**Given records**

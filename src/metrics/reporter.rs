use std::collections::BTreeMap;

use serde::Serialize;

use super::naming::{address_key, title_case};
use crate::config::{EndpointConfig, MetricNaming, ProbeConfig};
use crate::prober::ProbeResult;

/// Metric key used by the static naming strategy.
pub const STATIC_METRIC_KEY: &str = "latency";

// ─── Public types ────────────────────────────────────────────────

/// Value type advertised to Mackerel.
#[derive(Debug, Clone, Copy, PartialEq, Eq, Serialize)]
#[serde(rename_all = "lowercase")]
pub enum Unit {
    Integer,
    Float,
}

/// How the single latency metric is named and graphed.
/// Always recomputed from configuration, never stored.
#[derive(Debug, Clone, PartialEq, Eq)]
pub struct MetricDescriptor {
    /// Graph identity, `<prefix>.latency`
    pub graph: String,
    /// Metric name within the graph
    pub key: String,
    /// Graph display title
    pub label: String,
    /// Display name of the one metric
    pub metric_label: String,
    pub unit: Unit,
}

impl MetricDescriptor {
    /// Full name the value line is printed under.
    pub fn full_name(&self) -> String {
        format!("{}.{}", self.graph, self.key)
    }
}

// ─── Reporter ────────────────────────────────────────────────────

/// Derive the descriptor. Pure: same inputs, same output.
pub fn describe(probe: &ProbeConfig, subscribe: &EndpointConfig) -> MetricDescriptor {
    let (key, metric_label) = match probe.naming {
        MetricNaming::Address => (address_key(&subscribe.address), subscribe.address.clone()),
        MetricNaming::Static => (STATIC_METRIC_KEY.to_owned(), "Latency".to_owned()),
    };

    MetricDescriptor {
        graph: format!("{}.latency", probe.metric_prefix),
        key,
        label: format!("{} Latency", title_case(&probe.metric_prefix)),
        metric_label,
        unit: Unit::Float,
    }
}

/// Map one probe result to `{key: microseconds}`.
///
/// A failed probe yields an empty map: the data point is absent for the
/// period rather than reported as zero.
pub fn report(
    result: &ProbeResult,
    probe: &ProbeConfig,
    subscribe: &EndpointConfig,
) -> BTreeMap<String, f64> {
    let mut stat = BTreeMap::new();
    if let Ok(latency) = result {
        stat.insert(describe(probe, subscribe).key, latency.as_micros_f64());
    }
    stat
}
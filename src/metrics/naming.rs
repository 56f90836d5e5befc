/// Metric key derived from a `host:port` address.
///
/// `.` becomes `_` and `:` becomes `-`, since Mackerel treats `.` as a
/// path separator in metric names: `10.0.0.1:6379` → `10_0_0_1-6379`.
pub fn address_key(address: &str) -> String {
    address
        .chars()
        .map(|c| match c {
            '.' => '_',
            ':' => '-',
            other => other,
        })
        .collect()
}

/// Upper-case the first letter of every word.
///
/// Letters, digits and `_` continue a word; anything else starts a new one,
/// so `redis latency` → `Redis Latency` and `pub-sub` → `Pub-Sub`.
pub fn title_case(s: &str) -> String {
    let mut out = String::with_capacity(s.len());
    let mut at_word_start = true;

    for c in s.chars() {
        if at_word_start {
            out.extend(c.to_uppercase());
        } else {
            out.push(c);
        }
        at_word_start = !(c.is_alphanumeric() || c == '_');
    }
    out
}
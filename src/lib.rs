//! Reads a Snyk test report in json format and creates one Github issue per
//! vulnerability. An empty report still files a single issue saying no
//! vulnerabilities were found.

use std::{
    fs,
    path::{Path, PathBuf},
    time::Duration,
};

use clap::Parser;
use reqwest::{
    Client, StatusCode,
    header::{HeaderMap, HeaderValue},
};
use serde::{Deserialize, Serialize};
use serde_json::Value;

type Result<T> = anyhow::Result<T>;

pub const GITHUB_API: &str = "https://api.github.com";

const DEFAULT_PACING: Duration = Duration::from_secs(1);

/// Reads the results of a Snyk test and creates github issues
#[derive(Parser)]
#[command(version)]
pub struct Cli {
    /// json file to read
    #[arg(short, long)]
    pub file: Option<PathBuf>,

    /// Github repo name in format "owner/repo"
    #[arg(short, long)]
    pub repo: Option<String>,

    /// Github auth token
    #[arg(short, long)]
    pub token: Option<String>,
}

impl Cli {
    /// Enforces the required flags, first missing one wins. The parser itself
    /// treats them all as optional so the diagnostics stay per-flag.
    pub fn into_config(self) -> Result<RunConfig> {
        let Some(file) = self.file else {
            anyhow::bail!(
                "Error: Snyk test results file not specified. Please include -f <filename> argument"
            );
        };
        let Some(repo) = self.repo else {
            anyhow::bail!(
                "Error: Github repo not specified. Please include -r <repo name> argument"
            );
        };
        let Some(token) = self.token else {
            anyhow::bail!("Error: Github token not specified. Please include -t <token> argument");
        };
        Ok(RunConfig {
            file,
            repo,
            token,
            api_base: GITHUB_API.to_string(),
            pacing: DEFAULT_PACING,
        })
    }
}

/// Immutable for the whole run, passed explicitly to everything that needs it.
#[derive(Debug)]
pub struct RunConfig {
    pub file: PathBuf,
    pub repo: String,
    pub token: String,
    pub api_base: String,
    pub pacing: Duration,
}

/// A parsed scan report. An empty document (object or array) means the scan
/// came back clean; otherwise the records are kept raw so a malformed one can
/// be reported on its own without sinking the rest.
pub enum ScanReport {
    Clean,
    Findings(Vec<Value>),
}

pub fn load_report(path: &Path) -> Result<ScanReport> {
    let text = fs::read_to_string(path)?;
    parse_report(&text)
}

pub fn parse_report(text: &str) -> Result<ScanReport> {
    let doc: Value = serde_json::from_str(text)?;
    let empty = match &doc {
        Value::Object(map) => map.is_empty(),
        Value::Array(items) => items.is_empty(),
        _ => false,
    };
    if empty {
        return Ok(ScanReport::Clean);
    }
    // Non-empty reports must carry the vulnerabilities array. Anything else is
    // fatal rather than silently treated as clean.
    let Some(vulns) = doc.get("vulnerabilities").and_then(Value::as_array) else {
        anyhow::bail!("report is not empty but has no vulnerabilities array");
    };
    Ok(ScanReport::Findings(vulns.clone()))
}

#[derive(Debug, Deserialize)]
pub struct VulnerabilityRecord {
    pub id: String,
    pub title: String,
    #[serde(rename = "packageName")]
    pub package_name: String,
    pub version: String,
}

impl VulnerabilityRecord {
    /// Typed decode of one raw record. Extra fields are ignored; a missing
    /// required field fails the whole record.
    pub fn decode(value: Value) -> std::result::Result<Self, serde_json::Error> {
        serde_json::from_value(value)
    }
}

#[derive(Debug, Serialize)]
pub struct IssuePayload {
    pub title: String,
    #[serde(skip_serializing_if = "Option::is_none")]
    pub body: Option<String>,
}

impl IssuePayload {
    pub fn for_vulnerability(vuln: &VulnerabilityRecord) -> Self {
        IssuePayload {
            title: format!("Snyk: Vulnerability Found: {}", vuln.title),
            body: Some(format!(
                "Title: {}\nID: {}\nPackage Name: {}\nPackage Version: {}",
                vuln.title, vuln.id, vuln.package_name, vuln.version
            )),
        }
    }

    pub fn clean() -> Self {
        IssuePayload {
            title: "Snyk: No Security Issues Found".to_string(),
            body: None,
        }
    }
}

fn issues_url(api_base: &str, repo: &str) -> String {
    format!("{}/repos/{}/issues", api_base, repo)
}

fn make_client(token: &str) -> Result<Client> {
    let mut headers = HeaderMap::new();
    let value = HeaderValue::from_str(&format!("Bearer {}", token))?;
    headers.insert("Authorization", value);
    let client = Client::builder()
        .user_agent("snyk-issues")
        .default_headers(headers)
        .build()?;
    Ok(client)
}

/// Either the request completed (with whatever status the tracker returned)
/// or it never produced a response at all.
async fn post_issue(
    client: &Client,
    config: &RunConfig,
    payload: &IssuePayload,
) -> std::result::Result<StatusCode, reqwest::Error> {
    let url = issues_url(&config.api_base, &config.repo);
    log::debug!("making request to {url}");
    let resp = client.post(&url).json(payload).send().await?;
    Ok(resp.status())
}

/// Files one issue. A present record gets the vulnerability payload, an
/// absent one gets the fixed "no issues found" payload. All outcomes are
/// reported on the console; none escape the call.
pub async fn submit_issue(client: &Client, config: &RunConfig, record: Option<&VulnerabilityRecord>) {
    let payload = match record {
        Some(vuln) => {
            println!();
            println!("Vulnerability:");
            println!("ID: {}", vuln.id);
            println!("Title: {}", vuln.title);
            println!("Package Name: {}", vuln.package_name);
            println!("Package Version: {}", vuln.version);
            println!();
            IssuePayload::for_vulnerability(vuln)
        }
        None => IssuePayload::clean(),
    };
    match post_issue(client, config, &payload).await {
        Ok(status) if status.is_success() => {
            println!("Issue created successfully: Status {}", status.as_u16());
            tokio::time::sleep(config.pacing).await;
        }
        Ok(status) => {
            println!("Error: Issue creation failure. Status {}", status.as_u16());
            tokio::time::sleep(config.pacing).await;
        }
        // No response exists here, so there is no status to report.
        Err(err) => {
            eprintln!("Error: Request timed out or failed: {err}");
        }
    }
}

pub async fn run(config: &RunConfig) -> Result<()> {
    let client = make_client(&config.token)?;
    let report = load_report(&config.file)?;
    match report {
        ScanReport::Clean => {
            log::info!("no vulnerabilities in report, filing placeholder issue");
            submit_issue(&client, config, None).await;
        }
        ScanReport::Findings(records) => {
            log::info!("report holds {} records", records.len());
            for value in records {
                match VulnerabilityRecord::decode(value) {
                    Ok(record) => submit_issue(&client, config, Some(&record)).await,
                    Err(err) => {
                        log::debug!("record decode failed: {err}");
                        eprintln!(
                            "Error: Vulnerability report is missing required data, it needs id, title, packageName and version"
                        );
                    }
                }
            }
        }
    }
    Ok(())
}

#[cfg(test)]
mod tests {
    use super::*;
    use serde_json::json;

    fn full_cli() -> Cli {
        Cli {
            file: Some("report.json".into()),
            repo: Some("octo/site".into()),
            token: Some("t0ken".into()),
        }
    }

    #[test]
    fn empty_object_report_is_clean() {
        assert!(matches!(parse_report("{}").unwrap(), ScanReport::Clean));
    }

    #[test]
    fn empty_array_report_is_clean() {
        assert!(matches!(parse_report("[]").unwrap(), ScanReport::Clean));
    }

    #[test]
    fn findings_keep_file_order() {
        let text = r#"{"vulnerabilities":[{"id":"SNYK-1"},{"id":"SNYK-2"}]}"#;
        let ScanReport::Findings(records) = parse_report(text).unwrap() else {
            panic!("expected findings");
        };
        let ids: Vec<_> = records.iter().map(|r| r["id"].as_str().unwrap()).collect();
        assert_eq!(ids, ["SNYK-1", "SNYK-2"]);
    }

    #[test]
    fn non_empty_report_without_vulnerabilities_is_fatal() {
        assert!(parse_report(r#"{"ok": true}"#).is_err());
    }

    #[test]
    fn invalid_json_is_fatal() {
        assert!(parse_report("not json").is_err());
    }

    #[test]
    fn record_decode_ignores_extra_fields() {
        let record = VulnerabilityRecord::decode(json!({
            "id": "SNYK-1",
            "title": "Prototype Pollution",
            "packageName": "lodash",
            "version": "4.17.10",
            "severity": "high",
            "cvssScore": 7.3,
        }))
        .unwrap();
        assert_eq!(record.id, "SNYK-1");
        assert_eq!(record.package_name, "lodash");
    }

    #[test]
    fn record_missing_version_fails_decode() {
        let res = VulnerabilityRecord::decode(json!({
            "id": "SNYK-1",
            "title": "Prototype Pollution",
            "packageName": "lodash",
        }));
        assert!(res.is_err());
    }

    #[test]
    fn vulnerability_payload_embeds_all_fields() {
        let record = VulnerabilityRecord {
            id: "SNYK-1".into(),
            title: "Prototype Pollution".into(),
            package_name: "lodash".into(),
            version: "4.17.10".into(),
        };
        let payload = IssuePayload::for_vulnerability(&record);
        assert_eq!(payload.title, "Snyk: Vulnerability Found: Prototype Pollution");
        let body = payload.body.unwrap();
        for needle in ["Prototype Pollution", "SNYK-1", "lodash", "4.17.10"] {
            assert!(body.contains(needle), "body missing {needle}: {body}");
        }
    }

    #[test]
    fn clean_payload_serializes_without_body_key() {
        let value = serde_json::to_value(IssuePayload::clean()).unwrap();
        assert_eq!(value, json!({"title": "Snyk: No Security Issues Found"}));
    }

    #[test]
    fn missing_file_flag_is_rejected_first() {
        let cli = Cli { file: None, repo: None, token: None };
        let err = cli.into_config().unwrap_err().to_string();
        assert!(err.contains("-f"), "unexpected message: {err}");
    }

    #[test]
    fn missing_repo_flag_is_rejected() {
        let cli = Cli { repo: None, ..full_cli() };
        let err = cli.into_config().unwrap_err().to_string();
        assert!(err.contains("-r"), "unexpected message: {err}");
    }

    #[test]
    fn missing_token_flag_is_rejected() {
        let cli = Cli { token: None, ..full_cli() };
        let err = cli.into_config().unwrap_err().to_string();
        assert!(err.contains("-t"), "unexpected message: {err}");
    }

    #[test]
    fn all_flags_present_resolves_with_defaults() {
        let config = full_cli().into_config().unwrap();
        assert_eq!(config.repo, "octo/site");
        assert_eq!(config.api_base, GITHUB_API);
        assert_eq!(config.pacing, Duration::from_secs(1));
    }

    #[test]
    fn issues_url_composition() {
        assert_eq!(
            issues_url("https://api.github.com", "octo/site"),
            "https://api.github.com/repos/octo/site/issues"
        );
    }
}
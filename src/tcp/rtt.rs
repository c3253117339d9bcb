//! Round-trip estimation and the retransmission timeout (RFC 6298).

use std::time::Duration;

const ALPHA: f64 = 0.125;
const BETA: f64 = 0.25;
const K: f64 = 4.0;

/// Clock granularity G.
const GRANULARITY: Duration = Duration::from_millis(100);
const RTO_MIN: Duration = Duration::from_millis(200);
const RTO_MAX: Duration = Duration::from_secs(60);

/// Smoothed round-trip state feeding the retransmission timeout.
///
/// Samples must never be taken from retransmitted segments (Karn's rule);
/// that filtering is the caller's job.
#[derive(Debug, Clone)]
pub struct RttEstimator {
    srtt: Option<f64>,
    rttvar: f64,
    rto: Duration,
}

impl RttEstimator {
    #[must_use]
    pub fn new(initial_rto: Duration) -> RttEstimator {
        RttEstimator {
            srtt: None,
            rttvar: 0.0,
            rto: initial_rto,
        }
    }

    /// Feeds one round-trip measurement.
    pub fn sample(&mut self, rtt: Duration) {
        let r = rtt.as_secs_f64();
        match self.srtt {
            None => {
                self.srtt = Some(r);
                self.rttvar = r / 2.0;
            }
            Some(srtt) => {
                self.rttvar = (1.0 - BETA) * self.rttvar + BETA * (srtt - r).abs();
                self.srtt = Some((1.0 - ALPHA) * srtt + ALPHA * r);
            }
        }

        let srtt = self.srtt.unwrap_or(r);
        let variance = (K * self.rttvar).max(GRANULARITY.as_secs_f64());
        self.rto = Duration::from_secs_f64(srtt + variance).clamp(RTO_MIN, RTO_MAX);
    }

    /// The current retransmission timeout.
    #[must_use]
    pub fn rto(&self) -> Duration {
        self.rto
    }
}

**Required work**
Please copy every line in the entries where "Mackerel" appears.

**Expected answer**
/// Value type advertised to Mackerel.
/// `.` becomes `_` and `:` becomes `-`, since Mackerel treats `.` as a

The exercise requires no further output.